DIRECTIONS FOR THIS TASK ▸
Only one stretch of the data below is needed. Output the lines from the one with "use axum::Json;" up to and including the one with "pub fn validate_view_id(view_id: &str)", exactly as they stand.

Data items
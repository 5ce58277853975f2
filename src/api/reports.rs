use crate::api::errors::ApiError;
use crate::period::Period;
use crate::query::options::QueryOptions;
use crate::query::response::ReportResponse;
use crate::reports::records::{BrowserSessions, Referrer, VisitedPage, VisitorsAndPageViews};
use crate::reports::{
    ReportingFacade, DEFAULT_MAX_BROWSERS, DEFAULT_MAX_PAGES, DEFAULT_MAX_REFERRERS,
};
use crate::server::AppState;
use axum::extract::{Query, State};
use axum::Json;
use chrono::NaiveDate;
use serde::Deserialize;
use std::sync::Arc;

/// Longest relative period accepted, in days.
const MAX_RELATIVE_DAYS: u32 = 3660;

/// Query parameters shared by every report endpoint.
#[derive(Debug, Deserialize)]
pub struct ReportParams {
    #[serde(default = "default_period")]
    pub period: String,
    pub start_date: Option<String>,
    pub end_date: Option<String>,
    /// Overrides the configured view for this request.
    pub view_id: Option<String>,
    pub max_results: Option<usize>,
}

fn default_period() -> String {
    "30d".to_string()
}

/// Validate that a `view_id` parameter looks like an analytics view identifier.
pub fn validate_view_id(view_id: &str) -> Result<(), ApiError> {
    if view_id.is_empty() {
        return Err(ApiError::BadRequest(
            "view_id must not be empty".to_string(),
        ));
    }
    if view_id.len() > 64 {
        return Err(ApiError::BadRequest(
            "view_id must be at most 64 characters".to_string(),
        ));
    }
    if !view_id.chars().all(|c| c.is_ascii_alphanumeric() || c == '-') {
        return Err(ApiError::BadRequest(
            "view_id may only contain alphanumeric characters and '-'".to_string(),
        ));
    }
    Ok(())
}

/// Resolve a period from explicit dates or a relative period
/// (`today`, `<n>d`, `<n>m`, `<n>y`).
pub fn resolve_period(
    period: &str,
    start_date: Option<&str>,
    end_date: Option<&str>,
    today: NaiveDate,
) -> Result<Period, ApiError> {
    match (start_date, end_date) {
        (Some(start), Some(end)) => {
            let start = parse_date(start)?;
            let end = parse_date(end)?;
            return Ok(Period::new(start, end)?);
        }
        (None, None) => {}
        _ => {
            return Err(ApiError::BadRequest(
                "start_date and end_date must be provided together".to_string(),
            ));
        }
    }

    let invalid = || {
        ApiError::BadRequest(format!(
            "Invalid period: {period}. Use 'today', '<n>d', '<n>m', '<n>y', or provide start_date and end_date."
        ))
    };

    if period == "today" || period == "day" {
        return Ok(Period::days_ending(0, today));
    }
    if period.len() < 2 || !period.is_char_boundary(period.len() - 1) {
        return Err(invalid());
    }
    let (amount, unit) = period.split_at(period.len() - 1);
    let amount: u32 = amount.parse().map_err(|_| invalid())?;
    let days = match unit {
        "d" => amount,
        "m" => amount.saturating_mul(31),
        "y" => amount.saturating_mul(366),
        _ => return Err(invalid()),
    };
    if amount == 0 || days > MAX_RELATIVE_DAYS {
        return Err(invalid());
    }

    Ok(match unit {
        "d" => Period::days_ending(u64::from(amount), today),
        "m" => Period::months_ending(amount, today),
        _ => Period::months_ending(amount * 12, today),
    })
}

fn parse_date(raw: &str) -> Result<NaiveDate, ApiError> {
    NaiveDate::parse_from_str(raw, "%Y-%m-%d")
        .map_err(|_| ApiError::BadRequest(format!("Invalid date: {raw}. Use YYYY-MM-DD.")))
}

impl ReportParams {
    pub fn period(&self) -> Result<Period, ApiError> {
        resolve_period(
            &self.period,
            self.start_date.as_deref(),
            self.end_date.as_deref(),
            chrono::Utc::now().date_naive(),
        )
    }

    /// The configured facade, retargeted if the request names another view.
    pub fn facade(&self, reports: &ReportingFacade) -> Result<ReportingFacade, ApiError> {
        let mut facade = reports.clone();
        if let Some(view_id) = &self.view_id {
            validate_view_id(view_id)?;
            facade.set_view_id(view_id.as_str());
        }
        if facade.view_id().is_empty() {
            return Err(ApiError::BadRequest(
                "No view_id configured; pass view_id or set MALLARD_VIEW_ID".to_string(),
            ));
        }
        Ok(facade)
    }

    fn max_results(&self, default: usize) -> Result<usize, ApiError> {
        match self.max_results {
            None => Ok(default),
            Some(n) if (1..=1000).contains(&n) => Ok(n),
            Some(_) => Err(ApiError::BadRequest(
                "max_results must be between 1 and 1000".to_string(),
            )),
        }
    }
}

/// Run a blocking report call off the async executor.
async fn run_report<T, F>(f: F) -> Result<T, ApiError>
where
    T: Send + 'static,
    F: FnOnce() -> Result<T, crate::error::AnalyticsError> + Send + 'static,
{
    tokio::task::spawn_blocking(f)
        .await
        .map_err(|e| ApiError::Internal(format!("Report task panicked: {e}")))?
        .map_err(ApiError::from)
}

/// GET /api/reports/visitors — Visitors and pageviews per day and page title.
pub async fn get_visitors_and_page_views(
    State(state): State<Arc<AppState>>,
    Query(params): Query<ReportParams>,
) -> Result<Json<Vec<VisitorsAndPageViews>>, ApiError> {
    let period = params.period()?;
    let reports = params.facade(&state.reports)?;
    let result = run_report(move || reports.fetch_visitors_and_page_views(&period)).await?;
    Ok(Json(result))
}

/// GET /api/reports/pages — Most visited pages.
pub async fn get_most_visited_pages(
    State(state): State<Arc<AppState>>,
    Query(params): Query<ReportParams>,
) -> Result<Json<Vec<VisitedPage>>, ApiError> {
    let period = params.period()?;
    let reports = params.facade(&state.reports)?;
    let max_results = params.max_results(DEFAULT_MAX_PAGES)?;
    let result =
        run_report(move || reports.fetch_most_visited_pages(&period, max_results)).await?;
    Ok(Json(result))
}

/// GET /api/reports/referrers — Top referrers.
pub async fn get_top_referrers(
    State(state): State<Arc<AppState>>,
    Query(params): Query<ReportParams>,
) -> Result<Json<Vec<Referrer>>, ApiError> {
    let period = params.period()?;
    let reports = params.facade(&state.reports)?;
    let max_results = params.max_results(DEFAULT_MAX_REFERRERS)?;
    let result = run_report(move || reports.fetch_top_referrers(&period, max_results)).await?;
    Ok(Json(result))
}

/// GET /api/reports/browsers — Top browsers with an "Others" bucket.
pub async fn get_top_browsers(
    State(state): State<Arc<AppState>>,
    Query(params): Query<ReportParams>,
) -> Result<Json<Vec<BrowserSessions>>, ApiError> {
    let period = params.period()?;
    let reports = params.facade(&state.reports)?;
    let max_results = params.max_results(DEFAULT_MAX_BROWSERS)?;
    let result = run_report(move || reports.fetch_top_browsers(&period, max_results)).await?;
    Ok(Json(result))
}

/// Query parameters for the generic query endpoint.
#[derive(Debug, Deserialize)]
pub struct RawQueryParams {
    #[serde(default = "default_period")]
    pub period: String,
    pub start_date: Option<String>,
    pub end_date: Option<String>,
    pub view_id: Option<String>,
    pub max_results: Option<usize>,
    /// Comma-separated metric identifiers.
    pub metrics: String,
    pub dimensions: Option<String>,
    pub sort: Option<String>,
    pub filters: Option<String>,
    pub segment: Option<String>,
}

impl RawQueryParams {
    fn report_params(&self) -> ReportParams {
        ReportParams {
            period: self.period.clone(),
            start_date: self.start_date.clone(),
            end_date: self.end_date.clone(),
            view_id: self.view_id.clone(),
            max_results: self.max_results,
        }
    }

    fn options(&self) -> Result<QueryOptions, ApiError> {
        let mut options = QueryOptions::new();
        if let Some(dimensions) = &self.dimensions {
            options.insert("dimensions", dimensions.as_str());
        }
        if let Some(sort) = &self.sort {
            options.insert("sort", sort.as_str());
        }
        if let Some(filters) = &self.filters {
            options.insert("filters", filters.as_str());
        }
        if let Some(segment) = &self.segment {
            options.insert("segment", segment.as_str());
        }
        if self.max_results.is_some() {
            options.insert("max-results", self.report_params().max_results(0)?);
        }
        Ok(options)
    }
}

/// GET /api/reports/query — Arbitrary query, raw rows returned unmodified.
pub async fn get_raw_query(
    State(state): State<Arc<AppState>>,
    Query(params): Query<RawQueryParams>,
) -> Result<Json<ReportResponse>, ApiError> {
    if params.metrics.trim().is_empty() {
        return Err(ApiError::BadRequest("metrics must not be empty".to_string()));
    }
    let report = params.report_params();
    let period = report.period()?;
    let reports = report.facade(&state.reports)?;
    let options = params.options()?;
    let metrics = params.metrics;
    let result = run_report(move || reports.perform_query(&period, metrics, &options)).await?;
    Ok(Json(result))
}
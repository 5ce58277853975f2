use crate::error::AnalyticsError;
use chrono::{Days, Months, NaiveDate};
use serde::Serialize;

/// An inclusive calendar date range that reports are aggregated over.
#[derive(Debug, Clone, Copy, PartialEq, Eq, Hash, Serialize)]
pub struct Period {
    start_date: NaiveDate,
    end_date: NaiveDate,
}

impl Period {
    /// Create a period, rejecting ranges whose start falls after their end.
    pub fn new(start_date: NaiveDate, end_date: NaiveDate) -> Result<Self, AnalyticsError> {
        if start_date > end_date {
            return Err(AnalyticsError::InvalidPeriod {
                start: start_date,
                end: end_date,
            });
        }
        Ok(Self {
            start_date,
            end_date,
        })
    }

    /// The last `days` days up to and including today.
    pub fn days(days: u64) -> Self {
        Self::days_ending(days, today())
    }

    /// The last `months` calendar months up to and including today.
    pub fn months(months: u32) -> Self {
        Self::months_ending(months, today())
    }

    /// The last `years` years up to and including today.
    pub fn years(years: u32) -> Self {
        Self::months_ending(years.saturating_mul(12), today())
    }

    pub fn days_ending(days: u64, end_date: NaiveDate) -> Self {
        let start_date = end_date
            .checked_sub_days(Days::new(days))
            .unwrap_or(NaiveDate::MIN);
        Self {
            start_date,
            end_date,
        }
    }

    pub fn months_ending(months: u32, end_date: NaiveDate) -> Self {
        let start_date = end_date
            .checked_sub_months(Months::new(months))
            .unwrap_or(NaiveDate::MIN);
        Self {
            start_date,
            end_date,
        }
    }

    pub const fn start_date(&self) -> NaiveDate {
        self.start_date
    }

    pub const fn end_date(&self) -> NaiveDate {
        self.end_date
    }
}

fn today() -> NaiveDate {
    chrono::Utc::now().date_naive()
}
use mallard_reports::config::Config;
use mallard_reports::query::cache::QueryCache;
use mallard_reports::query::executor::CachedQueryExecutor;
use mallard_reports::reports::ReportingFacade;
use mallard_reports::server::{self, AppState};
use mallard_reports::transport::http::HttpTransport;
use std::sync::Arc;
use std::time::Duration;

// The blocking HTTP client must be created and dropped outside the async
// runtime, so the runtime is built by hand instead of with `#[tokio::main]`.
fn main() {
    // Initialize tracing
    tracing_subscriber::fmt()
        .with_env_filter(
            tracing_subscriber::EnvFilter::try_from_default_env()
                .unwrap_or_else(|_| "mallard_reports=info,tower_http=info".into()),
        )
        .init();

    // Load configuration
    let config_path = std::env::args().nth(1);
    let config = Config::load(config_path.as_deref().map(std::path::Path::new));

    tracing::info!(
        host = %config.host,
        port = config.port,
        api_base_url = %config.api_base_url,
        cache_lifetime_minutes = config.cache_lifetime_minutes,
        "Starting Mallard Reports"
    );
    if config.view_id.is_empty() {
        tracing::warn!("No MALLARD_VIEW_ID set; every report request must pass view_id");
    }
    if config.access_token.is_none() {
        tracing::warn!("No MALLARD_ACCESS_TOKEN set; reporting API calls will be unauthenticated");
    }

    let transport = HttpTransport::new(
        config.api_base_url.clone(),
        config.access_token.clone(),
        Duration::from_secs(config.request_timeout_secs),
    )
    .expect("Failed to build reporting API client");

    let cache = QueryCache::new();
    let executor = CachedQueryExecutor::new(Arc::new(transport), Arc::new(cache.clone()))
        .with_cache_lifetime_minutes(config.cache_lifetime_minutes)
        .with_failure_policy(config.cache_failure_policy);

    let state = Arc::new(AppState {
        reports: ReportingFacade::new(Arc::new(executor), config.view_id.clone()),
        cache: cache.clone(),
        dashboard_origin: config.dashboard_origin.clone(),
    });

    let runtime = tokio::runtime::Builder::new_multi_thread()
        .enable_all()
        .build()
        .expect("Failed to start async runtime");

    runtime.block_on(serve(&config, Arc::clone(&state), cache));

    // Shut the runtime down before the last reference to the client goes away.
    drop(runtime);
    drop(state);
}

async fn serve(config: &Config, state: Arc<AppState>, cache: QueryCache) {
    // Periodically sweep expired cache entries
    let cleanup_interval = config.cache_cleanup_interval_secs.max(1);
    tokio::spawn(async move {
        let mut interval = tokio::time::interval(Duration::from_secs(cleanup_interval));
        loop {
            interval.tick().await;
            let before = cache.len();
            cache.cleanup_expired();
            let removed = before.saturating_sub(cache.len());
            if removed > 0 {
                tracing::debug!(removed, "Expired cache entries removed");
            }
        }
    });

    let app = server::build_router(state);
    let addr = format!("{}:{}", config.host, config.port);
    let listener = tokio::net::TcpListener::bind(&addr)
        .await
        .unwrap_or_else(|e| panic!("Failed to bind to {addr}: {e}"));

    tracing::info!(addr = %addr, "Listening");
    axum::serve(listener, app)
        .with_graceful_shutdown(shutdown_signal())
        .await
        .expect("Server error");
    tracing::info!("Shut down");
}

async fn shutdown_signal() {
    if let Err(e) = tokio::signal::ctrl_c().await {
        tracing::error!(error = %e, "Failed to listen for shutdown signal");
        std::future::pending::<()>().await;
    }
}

TASK SOLUTION ▸
use axum::Json;
use chrono::NaiveDate;
use serde::Deserialize;
use std::sync::Arc;

/// Longest relative period accepted, in days.
const MAX_RELATIVE_DAYS: u32 = 3660;

/// Query parameters shared by every report endpoint.
#[derive(Debug, Deserialize)]
pub struct ReportParams {
    #[serde(default = "default_period")]
    pub period: String,
    pub start_date: Option<String>,
    pub end_date: Option<String>,
    /// Overrides the configured view for this request.
    pub view_id: Option<String>,
    pub max_results: Option<usize>,
}

fn default_period() -> String {
    "30d".to_string()
}

/// Validate that a `view_id` parameter looks like an analytics view identifier.
pub fn validate_view_id(view_id: &str) -> Result<(), ApiError> {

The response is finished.